When Jack’s partner Ray dropped dead after a 45 minute screaming match with Jack one night, Jack Garvin became the sole owner of Hollywood Book Shop, (after paying off Ray’s wife).  I talked Garvin into moving out to Burbank, which he did, but that meant he had to dump the Secret Magazine Warehouse on someone else.  Garvin found a young couple who took over the “lease” on the bowling alley.  In a funny incident, Garvin told me that he and Ray had to use flash lights because there was no electricity in the basement of the bowling alley.  When the new prospects came in, the pretty lady buyer, a school teacher, found the main power switch and boom – the whole place lit up in a blaze of lights!  Garvin said “I can’t believe we never thought of that…..all those years in the dark stumbling over stuff…”

The new owners moved a lot of the items into a storm cellar at the corner of Gardner and Sunset.  The old Pacific Electric ran in a diagonal through the intersection, and just NE next to an old building was a large storm cellar.  The couple began hauling magazines out to the Tuesday night antique show at the Great Western Exhibit Center.  They did a pretty good business there but eventually they split up and the man rented space in Burbank for a few years.  Eventually, he vanished, along with the remains of the popular magazines.

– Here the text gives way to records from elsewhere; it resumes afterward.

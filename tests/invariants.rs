//! Contract Invariant Tests
//!
//! These tests verify the rendering guarantees consumers depend on.

use metatags_core::{
    hooks::{self, FilterRegistry},
    presenters::{twitter_description_presenter, ImagePresenter, Presenter, RenderContext},
    HeadRenderer, ImageDescriptor, Presentation, RuleSet,
};
use serde_json::json;

const EXPECTED_IMAGE_TAGS: &str = "<meta property=\"og:image\" content=\"https://example.com/image.jpg\" />\n\t<meta property=\"og:image:secure_url\" content=\"https://example.com/image.jpg\" />\n\t<meta property=\"og:image:width\" content=\"100\" />\n\t<meta property=\"og:image:height\" content=\"100\" />";

fn image_presentation() -> Presentation {
    Presentation {
        open_graph_images: vec![ImageDescriptor::new("https://example.com/image.jpg").with_size(100, 100)],
        ..Default::default()
    }
}

fn present_image(presentation: &Presentation, filters: &FilterRegistry) -> String {
    ImagePresenter.present(presentation, &RenderContext::new(filters))
}

#[test]
fn invariant_no_images_renders_nothing() {
    let presentation = Presentation {
        open_graph_images: vec![],
        ..Default::default()
    };

    assert_eq!(present_image(&presentation, &FilterRegistry::new()), "");
}

#[test]
fn invariant_no_images_skips_filters() {
    let mut filters = FilterRegistry::new();
    filters.add_filter(hooks::OPENGRAPH_IMAGE, |_, _| panic!("filter must not run without images"));

    assert_eq!(present_image(&Presentation::default(), &filters), "");
}

#[test]
fn invariant_image_tag_order_and_format() {
    assert_eq!(
        present_image(&image_presentation(), &FilterRegistry::new()),
        EXPECTED_IMAGE_TAGS
    );
}

#[test]
fn invariant_non_string_filter_result_discarded() {
    let presentation = Presentation::default();
    let mut filters = FilterRegistry::new();
    filters.add_filter(hooks::OPENGRAPH_IMAGE, |value, _| {
        assert_eq!(value, json!("image.jpg"));
        json!(false)
    });

    let image = ImagePresenter.filter(&ImageDescriptor::new("image.jpg"), &presentation, &filters);
    assert_eq!(image.url, "image.jpg");
}

#[test]
fn invariant_string_filter_result_used() {
    let presentation = Presentation::default();
    let mut filters = FilterRegistry::new();
    filters.add_filter(hooks::OPENGRAPH_IMAGE, |_, _| json!("filtered_image.jpg"));

    let image = ImagePresenter.filter(&ImageDescriptor::new("image.jpg"), &presentation, &filters);
    assert_eq!(image.url, "filtered_image.jpg");
}

#[test]
fn invariant_filtered_url_flows_into_both_image_tags() {
    let mut filters = FilterRegistry::new();
    filters.add_filter(hooks::OPENGRAPH_IMAGE, |_, _| json!("https://cdn.example.com/x.jpg"));

    let out = present_image(&image_presentation(), &filters);
    assert_eq!(out.matches("https://cdn.example.com/x.jpg").count(), 2);
    assert!(!out.contains("https://example.com/image.jpg"));
}

#[test]
fn invariant_render_is_idempotent() {
    let mut filters = FilterRegistry::new();
    filters.add_filter(hooks::OPENGRAPH_IMAGE, |v, _| {
        json!(format!("{}?v=2", v.as_str().unwrap_or_default()))
    });
    filters.add_filter(hooks::TWITTER_DESCRIPTION, |_, _| json!("%%title%%"));

    let mut presentation = image_presentation();
    presentation.title = "Same".to_string();

    let renderer = HeadRenderer::new(filters);
    let first = renderer.render(&presentation);
    let second = renderer.render(&presentation);
    assert_eq!(first, second);

    let r1 = renderer.render_report(&presentation).unwrap();
    let r2 = renderer.render_report(&presentation).unwrap();
    assert_eq!(r1.fingerprint, r2.fingerprint);
}

#[test]
fn invariant_missing_dimensions_omitted() {
    let presentation = Presentation {
        open_graph_images: vec![ImageDescriptor::new("https://example.com/image.jpg")],
        ..Default::default()
    };

    let out = present_image(&presentation, &FilterRegistry::new());
    assert_eq!(
        out,
        "<meta property=\"og:image\" content=\"https://example.com/image.jpg\" />\n\t<meta property=\"og:image:secure_url\" content=\"https://example.com/image.jpg\" />"
    );
    assert!(!out.contains("og:image:width"));
    assert!(!out.contains("content=\"\""));
}

#[test]
fn invariant_width_without_height() {
    let mut image = ImageDescriptor::new("a.jpg");
    image.width = Some(640);
    let presentation = Presentation {
        open_graph_images: vec![image],
        ..Default::default()
    };

    let out = present_image(&presentation, &FilterRegistry::new());
    assert!(out.ends_with("<meta property=\"og:image:width\" content=\"640\" />"));
    assert!(!out.contains("og:image:height"));
}

#[test]
fn invariant_twitter_description_fallback_chain() {
    let presentation = Presentation {
        meta_description: "Read about %%title%%".to_string(),
        title: "Rust".to_string(),
        ..Default::default()
    };

    let out = twitter_description_presenter()
        .present(&presentation, &RenderContext::new(&FilterRegistry::new()));
    assert_eq!(out, r#"<meta name="twitter:description" content="Read about Rust" />"#);
}

#[test]
fn invariant_registries_are_isolated() {
    let mut filtered = FilterRegistry::new();
    filtered.add_filter(hooks::OPENGRAPH_IMAGE, |_, _| json!(""));

    assert_eq!(present_image(&image_presentation(), &filtered), "");
    assert_eq!(
        present_image(&image_presentation(), &FilterRegistry::new()),
        EXPECTED_IMAGE_TAGS
    );
}

#[test]
fn invariant_rule_replacing_with_non_string_is_ignored() {
    let dir = tempfile::tempdir().unwrap();
    std::fs::write(
        dir.path().join("bad-image.json"),
        r#"{"id": "bad-image", "hook": "wpseo_opengraph_image", "action": {"type": "replace", "value": false}}"#,
    )
    .unwrap();

    let rules = RuleSet::load_from_dir(dir.path()).unwrap();
    assert_eq!(rules.list().len(), 1);

    let mut filters = FilterRegistry::new();
    rules.install(&mut filters);
    assert_eq!(present_image(&image_presentation(), &filters), EXPECTED_IMAGE_TAGS);
}
//! Open Graph image tags.
//!
//! Only the first image descriptor is rendered.

use crate::escape::esc_attr;
use crate::hooks::{self, FilterRegistry};
use crate::presentation::{ImageDescriptor, Presentation};

use super::{Presenter, RenderContext};

/// Separator between the tags of one image.
pub const TAG_SEPARATOR: &str = "\n\t";

#[derive(Debug, Clone, Copy, Default)]
pub struct ImagePresenter;

impl ImagePresenter {
    /// Run the image URL through `wpseo_opengraph_image`.
    ///
    /// Any non-string result is discarded and the original URL kept.
    pub fn filter(
        &self,
        image: &ImageDescriptor,
        presentation: &Presentation,
        filters: &FilterRegistry,
    ) -> ImageDescriptor {
        ImageDescriptor {
            url: filters.filtered_string(hooks::OPENGRAPH_IMAGE, &image.url, presentation),
            ..image.clone()
        }
    }

    fn tag(property: &str, content: &str) -> String {
        format!(
            r#"<meta property="{}" content="{}" />"#,
            property,
            esc_attr(content)
        )
    }
}

impl Presenter for ImagePresenter {
    fn name(&self) -> &'static str {
        "open_graph_image"
    }

    fn present(&self, presentation: &Presentation, ctx: &RenderContext<'_>) -> String {
        let Some(image) = presentation.first_image() else {
            return String::new();
        };

        let image = self.filter(image, presentation, ctx.filters);
        if image.url.is_empty() {
            return String::new();
        }

        // No separate secure URL exists in the data model; both carry the same value.
        let mut tags = vec![
            Self::tag("og:image", &image.url),
            Self::tag("og:image:secure_url", &image.url),
        ];

        if let Some(width) = image.width {
            tags.push(Self::tag("og:image:width", &width.to_string()));
        }
        if let Some(height) = image.height {
            tags.push(Self::tag("og:image:height", &height.to_string()));
        }

        tags.join(TAG_SEPARATOR)
    }
}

This was only the story of the bowling alley.  The main warehouse that Nick Kovach owned was an old supermarket, plus three or more storefronts on Florence Avenue.  The places were packed with periodicals, millions of them.  Maybe billions.  After Kovach died an antique dealer Jerry Aboud and his partner Robert Mann contacted Kovach’s son and made a deal to “Lease” the billions of magazines.  Actually, the most valuable things in the warehouse were a set of microfilms that Kovach had made of the early copies of the Panama Star, one of the first newspapers in the Americas.  Kovach somehow found the originals in some archive and donated them to the country of Panama.  He kept the microfilm masters that he sold to university libraries around the world.  The Panamanians loved Kovach, and he was feted on many trips to the country, where he was guest of honor at State  dinners.  He had given them status as a civilized country. However, when it came to beauty, Mr. Kovach was a failure to the Panamanian men.

Success at magazines, failure as a judge of beauty.

Mr. Kovach was a judge in the July 1964 Miss Panama contest that was held at the Panama Hilton Hotel in Panama.  He and the other judges had voted for a dark beauty, Gloria Navarete.  According to Kovach, the audience was rooting for another girl, who he claimed had “spindly bow legs”.  When the result was announced the audience started screaming at Kovach and the other Judges, and attacked the stage.  Kovach and the others ran for their lives out the back door of the Panama Hilton, with a mob after them.  They threw rocks and bottles and even tried to ram Kovach’s car as he raced away.  Beauty in Panama is not what the old gringo sees, it is what the macho men of Panama says it is.  It took Kovach a while to recoup his honor with the men of Panama.

Bob Mann and Jerry Aboud kept working the Kovach warehouse for about a year.  The place was packed to the ceiling, with huge crates stacked full of periodicals.  They eventually turned the warehouse over to Jimmy Brucker, who had become half owner of the Burbank Book Castle, and also half owner of the building itself, with its 10,000 sq foot basement.  The problem with the Kovach warehouse was that at the time it was located in a gang area near Crenshaw and Florence. It was an old supermarket at 4801 Second Ave., with apartments on the second floor.  The building is still there, but now remodeled.  It was best to go there early in the morning and be gone by about 3pm.  Weekends were especially bad, as the drug dealers were on every corner in the surrounding area, and gunfire was frequent as darkness approached.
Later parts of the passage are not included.